Disclaimer: This blog is divided into 4 sections because it's really long. For being such a short month, much has happened in February. I have divided it into 4 sections so you won't tire your eyes by reading it all at one time. For those of you who are truly devoted fans, grab a cup of coffee and saddle up.
I. Imagine that every year for school, instead of every student in the district going to his or her own doctor for a check-up, the doc comes to them. Crazy! The logistics would be a nightmare. Or so you think. But this is exactly what the doctors and nurses in Fiji do.

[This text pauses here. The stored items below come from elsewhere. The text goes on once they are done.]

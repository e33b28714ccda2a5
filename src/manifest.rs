//! Manifest data model for a generated icon set.
//!
//! A `manifest.json` is written next to the icons so downstream tooling
//! (web app manifests, service-worker precache lists) can discover what was
//! produced without globbing the output directory.

use anyhow::{Context, Result};
use serde::Serialize;
use std::path::Path;

/// Root structure of a manifest.json file.
#[derive(Serialize, Debug, Clone)]
pub struct ManifestFile {
    /// One entry per emitted icon file.
    pub icons: Vec<IconEntry>,

    /// Versioning and authorship information.
    pub info: Info,
}

/// A single generated icon file.
#[derive(Serialize, Debug, Clone)]
pub struct IconEntry {
    /// The filename of the PNG, relative to the output directory.
    pub filename: String,

    /// Edge length in pixels (icons are square).
    pub size: u32,

    /// Render variant the icon was produced with.
    pub variant: String,
}

/// Versioning and authorship information.
#[derive(Serialize, Debug, Clone)]
pub struct Info {
    pub author: String,
    pub version: u32,
}

impl ManifestFile {
    pub fn new(author: String) -> Self {
        Self {
            icons: Vec::new(),
            info: Info { author, version: 1 },
        }
    }

    pub fn add_icon(&mut self, icon: IconEntry) {
        self.icons.push(icon);
    }
}

impl IconEntry {
    pub fn new(filename: String, size: u32, variant: String) -> Self {
        Self {
            filename,
            size,
            variant,
        }
    }
}

/// Write manifest.json into the output directory.
pub fn write_manifest(out_dir: &Path, icons: Vec<IconEntry>) -> Result<()> {
    let mut contents = ManifestFile::new("clockface-gen".to_string());

    for icon in icons {
        contents.add_icon(icon);
    }

    let manifest_path = out_dir.join("manifest.json");
    let manifest_json =
        serde_json::to_string_pretty(&contents).context("Failed to serialize manifest.json")?;

    std::fs::write(&manifest_path, manifest_json).context("Failed to write manifest.json file")?;

    println!("  ✓ Generated manifest.json");
    Ok(())
}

This year, another volunteer and myself decided to tag along to see how this feat could possibly be accomplished. We also went along to add what help we could.
In the 3 days I helped, 400+ students were weighed, measured, received and overall health inspection to check for eye or skin disease, etc, had an eye check up, and a dentist checked every mouth. Plus the older grades got a basic (and when I say basic, I mean basic) sex talk. Grades 1 and 8 also got immunizations. Mumps, measles and rubella (MMR) and tetanus for the scared, 6-year old cherubs and for the older kids, just another tetanus. Then if anyone needed a filling or a tooth pulled, they came back after lunch to face the evil portable drill and pliers. I'm probably scarred for life due to the wailing kids and their hysterically laughing parents at the pain of their children. My PCV buddy kept saying "oh my, oh my. Just brush your teeth" to all the panic-stricken children watching their peers undergo operations. Needless to say, we cut out early that day.
But not before we informed the older kids about such important life sills as asking for help, effective communication, self-confidence, and decision-making. We rocked it.
II. The English teacher at the secondary school asked me to be a guest speaker. "I get to read a poem, speak in english the entire time, and dress up? Yeah, I'm there!" We read a poem about a laborer, a construction worker who is forgotten after the road he is building is finished. Luckily I could really bring home the lessons because our road is being worked on right now. Talk about practical application!
We discussed important life themes like "working hard toward your goals," "doing your best even if no one notices," and "everyone is human, so treat everyone with respect." I got to wear a big blue jumpsuit with yellow flourescent tape across the chest, too. Those outfits are pretty comfy.
Then we had extra time so we went through the steps of good-decision making. We had some good laughs about my pretend boyfriend, Jale, and how spending too much time with him was ruining my life. Poor Jale! We all ragged on him, but we learned some important skills as well.
III. The goal was simple: stress the importance of exercise and prove that it could be fun. Who knew the electric slide could be such a good workout? Not me, but boy did I sweat when teaching the women and teenage girls of my village.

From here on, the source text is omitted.